How to easily cultivate children's social skills in life? Here are 3 tips to share with you: Coup 1, train children's concept of cooperation, practice social situations At this stage, the child is still training the concept of teamwork. For example, my second child number list is more sensitive and lacks experience in group life. Sometimes, when arguing with classmates in the activity group, just reading him a sentence or two will make him angry. When encountering this situation, you can let children understand the importance of teamwork and cultivate empathy by reading storybooks on related topics, such as: Helen. Cooper's "Pumpkin Soup" or Japanese picture book writer Suzuki Mori's "Little Train Changes" story content, both complete many tasks through cooperation with good friends, and taste the fruits of success! In addition, children of this age like role-playing.

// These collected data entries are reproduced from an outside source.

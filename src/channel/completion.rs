use std::cell::{Cell, RefCell};
use std::future::Future;
use std::pin::Pin;
use std::rc::Rc;
use std::task::{Context, Poll};

use futures::channel::oneshot;

use crate::error::PipelineError;

/// Completion handle returned by outbound `write` and `close` operations.
///
/// A handler that finishes its work synchronously returns
/// [WriteFuture::ready]; a handler that defers or fans out keeps the
/// [WritePromise] side and resolves it later. Dropping an unresolved
/// `WriteFuture` is a best-effort cancellation: the outbound chain is not
/// required to unwind work already handed to the transport.
pub struct WriteFuture {
    state: State,
    guard: Option<WriteGuard>,
}

enum State {
    Ready(Option<Result<(), PipelineError>>),
    Waiting(oneshot::Receiver<Result<(), PipelineError>>),
}

impl WriteFuture {
    /// A completion that resolved before the call returned.
    pub fn ready(result: Result<(), PipelineError>) -> Self {
        Self {
            state: State::Ready(Some(result)),
            guard: None,
        }
    }

    pub(crate) fn track(mut self, pending: &Rc<PendingWrites>) -> Self {
        self.guard = Some(PendingWrites::begin(pending));
        self
    }
}

impl Future for WriteFuture {
    type Output = Result<(), PipelineError>;

    fn poll(self: Pin<&mut Self>, cx: &mut Context<'_>) -> Poll<Self::Output> {
        let this = self.get_mut();
        let result = match &mut this.state {
            State::Ready(result) => result.take().expect("write future polled after completion"),
            State::Waiting(rx) => match Pin::new(rx).poll(cx) {
                Poll::Pending => return Poll::Pending,
                Poll::Ready(Ok(result)) => result,
                Poll::Ready(Err(_)) => Err(PipelineError::WriteAbandoned),
            },
        };
        this.state = State::Ready(None);
        this.guard.take();
        Poll::Ready(result)
    }
}

/// Resolver half of a deferred write completion.
pub struct WritePromise {
    tx: Option<oneshot::Sender<Result<(), PipelineError>>>,
}

impl WritePromise {
    /// Creates a promise and the [WriteFuture] it resolves.
    pub fn new() -> (WritePromise, WriteFuture) {
        let (tx, rx) = oneshot::channel();
        (
            WritePromise { tx: Some(tx) },
            WriteFuture {
                state: State::Waiting(rx),
                guard: None,
            },
        )
    }

    /// Resolves the paired future. A promise dropped without completing
    /// resolves it with [PipelineError::WriteAbandoned].
    pub fn complete(mut self, result: Result<(), PipelineError>) {
        if let Some(tx) = self.tx.take() {
            let _ = tx.send(result);
        }
    }
}

/// Count of outstanding write completions handed out by a pipeline, plus the
/// deletion callback parked until the count returns to zero.
pub(crate) struct PendingWrites {
    outstanding: Cell<usize>,
    on_idle: RefCell<Option<Box<dyn FnOnce()>>>,
}

impl PendingWrites {
    pub(crate) fn new() -> Rc<Self> {
        Rc::new(Self {
            outstanding: Cell::new(0),
            on_idle: RefCell::new(None),
        })
    }

    pub(crate) fn is_idle(&self) -> bool {
        self.outstanding.get() == 0
    }

    /// Parks `f` until the pipeline is idle; runs it immediately if it
    /// already is. A later call replaces a parked callback.
    pub(crate) fn when_idle(&self, f: Box<dyn FnOnce()>) {
        if self.is_idle() {
            f();
        } else {
            *self.on_idle.borrow_mut() = Some(f);
        }
    }

    fn begin(self: &Rc<Self>) -> WriteGuard {
        self.outstanding.set(self.outstanding.get() + 1);
        WriteGuard(Rc::clone(self))
    }

    fn finish(&self) {
        let remaining = self.outstanding.get() - 1;
        self.outstanding.set(remaining);
        if remaining == 0 {
            let parked = self.on_idle.borrow_mut().take();
            if let Some(f) = parked {
                f();
            }
        }
    }
}

struct WriteGuard(Rc<PendingWrites>);

impl Drop for WriteGuard {
    fn drop(&mut self) {
        self.0.finish();
    }
}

By simulating various social situations, they teach children how to talk to others in a polite and appropriate way in a relaxed and playful way. cultivate children's self-confidence, improve self-affirmation I remember that when the second child was still in the big shift, he came home one day and said, "I said I don't know the cartoons on TV now, and then everyone stopped playing with me." The lively second child likes to go to the park Playing is better than watching TV at home, so he is not very clear about the popular cartoon shows now. In such a situation, we must avoid letting the children force themselves to meet their peers' preferences. We can guide the children through chatting, so that they can discover their own advantages and know how to affirm their self-worth. Like me, I said to the second child in a different way: " When everyone is chatting about cartoons, you can share with everyone the spinning top that you recently learned, and maybe everyone will find it very interesting!" Sure enough, when I tried it in class the next day, the second child became famous overnight.